Each day, it’s been getting better. It’s been a struggle lately because I had some personal shit happen that really, really sent me in a dark place -- a close family member of mine commit suicide a week or so after “Whipped Cream” dropped, and so that messed with me. I was in LA, and I couldn’t get back home and that bothered me, and I also think I didn’t fight hard enough to get back home and I should’ve. And that’s just been fucking with me.

And how “Whipped Cream” is supposed to be this beautiful thing, but so much fucked up shit was happening behind the scenes. The weekend before it dropped, this beautiful guy from the D.C. area got in a car crash and passed away, and I just talked to him after ten years of not seeing him, like we had gone to school together. So all of this weird eerie shit has been happening, and I think some shit with this guy was the cherry on top of it all, and I was like, “yo fuck everything.”

But it made me realize that I do appreciate Interscope and Dreamville because they’ve been so nice and sweet and patient. Shit could be a lot worse, and could be signed to someone who doesn’t give a shit. They’re perfect, but I mentally wasn’t all the way there. But I’m taking it day by day.  
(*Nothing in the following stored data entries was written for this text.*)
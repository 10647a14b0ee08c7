//! Page orchestration.
//!
//! Construction resolves every page role and wires the chrome; loading is a
//! separate step, so chrome events can be dispatched while a load is pending.

use std::fmt;

use crate::chrome::ChromeController;
use crate::config::Config;
use crate::counter::{Animator, Clock};
use crate::dom::{Document, NodeId};
use crate::loader::{DataLoader, LoadOutcome};
use crate::logging::{self, obj, v_num, v_str, Domain};
use crate::model::ProfileDocument;
use crate::render::{plan_identity, HighlightRenderer, StatRenderer};
use crate::visibility::Viewport;

/// A page role whose selector matched nothing.
#[derive(Debug, Clone, PartialEq, Eq)]
pub struct MissingTarget {
    pub role: &'static str,
    pub selector: String,
}

impl fmt::Display for MissingTarget {
    fn fmt(&self, f: &mut fmt::Formatter<'_>) -> fmt::Result {
        write!(f, "page has no {} element ({})", self.role, self.selector)
    }
}

impl std::error::Error for MissingTarget {}

fn resolve(doc: &Document, role: &'static str, selector: &str) -> Result<NodeId, MissingTarget> {
    doc.query(selector).ok_or_else(|| MissingTarget {
        role,
        selector: selector.to_string(),
    })
}

#[derive(Debug, Clone, Copy)]
struct IdentityTargets {
    photo: NodeId,
    name: NodeId,
    tagline: NodeId,
    note: NodeId,
}

#[derive(Debug, Clone, Copy, PartialEq)]
pub enum PageEvent {
    Click(NodeId),
    Scroll(f64),
    Resize(f64),
    /// A display refresh opportunity.
    Frame,
}

pub struct Page {
    doc: Document,
    config: Config,
    chrome: ChromeController,
    stats: StatRenderer,
    highlights: HighlightRenderer,
    identity: IdentityTargets,
    animator: Animator,
    viewport: Viewport,
}

impl Page {
    pub fn new(doc: Document, config: Config) -> Result<Self, MissingTarget> {
        let sel = &config.selectors;
        let chrome = ChromeController::new(
            resolve(&doc, "header", &sel.header)?,
            resolve(&doc, "nav toggle", &sel.burger)?,
            resolve(&doc, "nav", &sel.nav)?,
            config.sticky_threshold,
        );
        let stats = StatRenderer::new(resolve(&doc, "stats", &sel.stats)?, config.reveal_threshold);
        let highlights = HighlightRenderer::new(resolve(&doc, "highlights grid", &sel.highlights_grid)?);
        let identity = IdentityTargets {
            photo: resolve(&doc, "player photo", &sel.player_photo)?,
            name: resolve(&doc, "player name", &sel.player_name)?,
            tagline: resolve(&doc, "player tagline", &sel.player_tagline)?,
            note: resolve(&doc, "player note", &sel.player_note)?,
        };
        let animator = Animator::new(config.counter_duration_ms);
        let viewport = Viewport::new(config.viewport_height);
        logging::info(Domain::Page, "ready", obj(&[("data_url", v_str(&config.data_url))]));
        Ok(Self {
            doc,
            config,
            chrome,
            stats,
            highlights,
            identity,
            animator,
            viewport,
        })
    }

    /// Load the profile and populate the page when it arrives. The clock is
    /// read once the load settles, so counters already in view start then.
    pub async fn init(&mut self, loader: &DataLoader, clock: &dyn Clock) -> LoadOutcome {
        let outcome = loader.load(&self.config.data_url).await;
        self.apply(&outcome, clock.now_ms());
        outcome
    }

    /// Returns whether the page was populated. An absent document leaves the
    /// static shell untouched.
    pub fn apply(&mut self, outcome: &LoadOutcome, now_ms: f64) -> bool {
        match &outcome.document {
            Some(profile) => {
                self.populate(profile, now_ms);
                true
            }
            None => {
                logging::info(
                    Domain::Page,
                    "static_shell",
                    obj(&[("location", v_str(&outcome.location))]),
                );
                false
            }
        }
    }

    /// Write identity and cards, then lay out and take the observer's initial
    /// measurement: stat numbers already in view start counting at `now_ms`.
    pub fn populate(&mut self, profile: &ProfileDocument, now_ms: f64) {
        let identity = plan_identity(profile);
        let t = self.identity;
        self.doc.set_text(t.name, &identity.name);
        self.doc.set_text(t.tagline, &identity.tagline);
        self.doc.set_text(t.note, &identity.note);
        self.doc.set_attribute(t.photo, "src", &identity.photo);

        self.stats.render(&mut self.doc, &profile.stats);
        self.highlights.render(&mut self.doc, &profile.highlights);
        logging::info(
            Domain::Page,
            "populated",
            obj(&[
                ("stats", v_num(profile.stats.len() as f64)),
                ("highlights", v_num(profile.highlights.len() as f64)),
            ]),
        );
        self.layout();
        self.refresh_visibility(now_ms);
    }

    /// Lay the document out; returns its height.
    pub fn layout(&mut self) -> f64 {
        self.doc.layout(self.config.block_height)
    }

    pub fn dispatch(&mut self, event: PageEvent, now_ms: f64) {
        match event {
            PageEvent::Click(target) => {
                self.chrome.on_click(&mut self.doc, target);
            }
            PageEvent::Scroll(y) => {
                self.viewport.scroll_y = y;
                self.chrome.on_scroll(&mut self.doc, y);
                self.refresh_visibility(now_ms);
            }
            PageEvent::Resize(height) => {
                self.viewport.height = height;
                self.refresh_visibility(now_ms);
            }
            PageEvent::Frame => {
                self.animator.tick(&mut self.doc, now_ms);
            }
        }
    }

    /// Re-measure observed stat numbers against the current viewport.
    pub fn refresh_visibility(&mut self, now_ms: f64) -> Vec<NodeId> {
        self.stats
            .reveal(&self.doc, self.viewport, &mut self.animator, now_ms)
    }

    /// No counter is running.
    pub fn is_settled(&self) -> bool {
        self.animator.is_idle()
    }

    pub fn document(&self) -> &Document {
        &self.doc
    }

    pub fn chrome(&self) -> &ChromeController {
        &self.chrome
    }

    pub fn stats(&self) -> &StatRenderer {
        &self.stats
    }

    pub fn animator(&self) -> &Animator {
        &self.animator
    }

    pub fn viewport(&self) -> Viewport {
        self.viewport
    }

    pub fn html(&self) -> String {
        self.doc.html()
    }
}

#[cfg(test)]
mod tests {
    use super::*;
    use crate::model::{HighlightEntry, StatEntry};
    use crate::shell;

    fn page() -> Page {
        let config = Config::default();
        Page::new(shell::document(), config).unwrap()
    }

    fn profile() -> ProfileDocument {
        ProfileDocument {
            name: Some("Ada Striker".into()),
            tagline: Some("Forward · FC Example".into()),
            note: Some("Captain since 2021".into()),
            photo: Some("img/ada.jpg".into()),
            stats: vec![
                StatEntry::new(1200.0, Some("+"), "Goals"),
                StatEntry::new(0.0, None, "Red cards"),
            ],
            highlights: vec![HighlightEntry {
                title: Some("Golden Boot".into()),
                text: Some("Top scorer three seasons running.".into()),
            }],
        }
    }

    #[test]
    fn test_missing_role_fails_fast() {
        let config = Config::default();
        let mut sel = config.selectors.clone();
        sel.stats = "#nowhere".into();
        let doc = shell::document();
        let err = Page::new(doc, Config { selectors: sel, ..config }).err().unwrap();
        assert_eq!(err.role, "stats");
        assert_eq!(err.selector, "#nowhere");
    }

    #[test]
    fn test_invalid_role_selector_is_missing() {
        let config = Config::default();
        let mut sel = config.selectors.clone();
        sel.nav = "nav[".into();
        let err = Page::new(shell::document(), Config { selectors: sel, ..config })
            .err()
            .unwrap();
        assert_eq!(err.role, "nav");
    }

    #[test]
    fn test_roles_resolve_through_complex_selectors() {
        let config = Config::default();
        let mut sel = config.selectors.clone();
        sel.header = "body > header".into();
        sel.burger = "header button[aria-controls='main-nav']".into();
        sel.nav = "header nav".into();
        sel.stats = "#stats-section .stats".into();
        sel.player_name = "section.hero h1".into();
        let mut p = Page::new(shell::document(), Config { selectors: sel, ..config }).unwrap();
        let burger = p.chrome().burger();
        assert_eq!(p.document().attribute(burger, "id").as_deref(), Some("burger"));
        p.dispatch(PageEvent::Click(burger), 0.0);
        assert!(p.chrome().is_nav_open(p.document()));
        assert_eq!(p.document().attribute(p.stats().container(), "id").as_deref(), Some("stats"));
    }

    #[test]
    fn test_populate_sets_identity() {
        let mut p = page();
        p.populate(&profile(), 0.0);
        let doc = p.document();
        let name = doc.query("#player-name").unwrap();
        let photo = doc.query("#player-photo").unwrap();
        assert_eq!(doc.text(name), "Ada Striker");
        assert_eq!(doc.attribute(photo, "src").as_deref(), Some("img/ada.jpg"));
        let stats = doc.query("#stats").unwrap();
        assert_eq!(doc.query_all(stats, ".stat-card").len(), 2);
        let grid = doc.query("#highlights-grid").unwrap();
        assert_eq!(doc.query_all(grid, "article.highlight").len(), 1);
    }

    #[test]
    fn test_numbers_in_view_start_on_populate() {
        let mut p = page();
        p.populate(&profile(), 0.0);
        assert!(p.stats().observer().is_none());
        assert_eq!(p.animator().active_count(), 2);

        p.dispatch(PageEvent::Frame, 500.0);
        let numbers = p.document().query_all(p.stats().container(), ".stat-number");
        assert_eq!(p.document().text(numbers[0]), "600+");
        p.dispatch(PageEvent::Frame, 1000.0);
        assert_eq!(p.document().text(numbers[0]), "1200+");
        assert_eq!(p.document().text(numbers[1]), "0");
        assert!(p.is_settled());
    }

    #[test]
    fn test_numbers_below_the_fold_wait_for_scroll() {
        let mut p = page();
        p.dispatch(PageEvent::Resize(200.0), 0.0);
        p.populate(&profile(), 0.0);
        assert!(p.is_settled());
        let numbers = p.document().query_all(p.stats().container(), ".stat-number");
        assert!(p.stats().observer().unwrap().is_observing(numbers[0]));

        let top = p.document().rect(numbers[0]).unwrap().top;
        p.dispatch(PageEvent::Scroll(top), 100.0);
        assert!(p.animator().is_running(numbers[0]));
        p.dispatch(PageEvent::Frame, 600.0);
        assert_eq!(p.document().text(numbers[0]), "600+");
    }

    #[test]
    fn test_scroll_event_drives_sticky_header() {
        let mut p = page();
        p.dispatch(PageEvent::Scroll(5.0), 0.0);
        assert!(!p.chrome().is_header_scrolled(p.document()));
        p.dispatch(PageEvent::Scroll(15.0), 0.0);
        assert!(p.chrome().is_header_scrolled(p.document()));
        p.dispatch(PageEvent::Scroll(3.0), 0.0);
        assert!(!p.chrome().is_header_scrolled(p.document()));
    }
}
The mental health discussion is obviously becoming increasingly more important in the music industry with Mac Miller, Peep, etc. I know you had tweeted something about performing right after the news of Mac Miller’s passing.

That was hard, and I didn’t even know him. But all my friends really know him, and to see he was such an angelic soul that could be taken from everybody, that is eerie and it’s not fucking fair. That shit always fucks me.

I’ve been day-by-day feeling a little better, but that honestly helped me get out of my funk. I have made some not-so-smart decisions in my life, and I’ve made some fucked-up ones, and I’ve been beating myself up, but I just feel like my shit -- how do I say this? I feel like that shit humbled me. Things could be way fucking worse. I can get through my shit and I can do it 'cause like when I think of Mac Miller’s mom and how she must feel right now, it’s just so sad to me. I felt like, "I can get through this" because what they’re going through, his friends and family and him, is so unfair.

I was in a very dark fucking space, and it made me think a lot of things.

What are some of the ways you try to maintain mental health as an artist? Especially with the long hours, etc.

Just talking to my friends, talking to a therapist now and then and going to animal shelters. I love animals, so I have to do that. And giving away all my shit, like when I have too much shit, I like to live minimally and give it away to someone. That makes me really happy.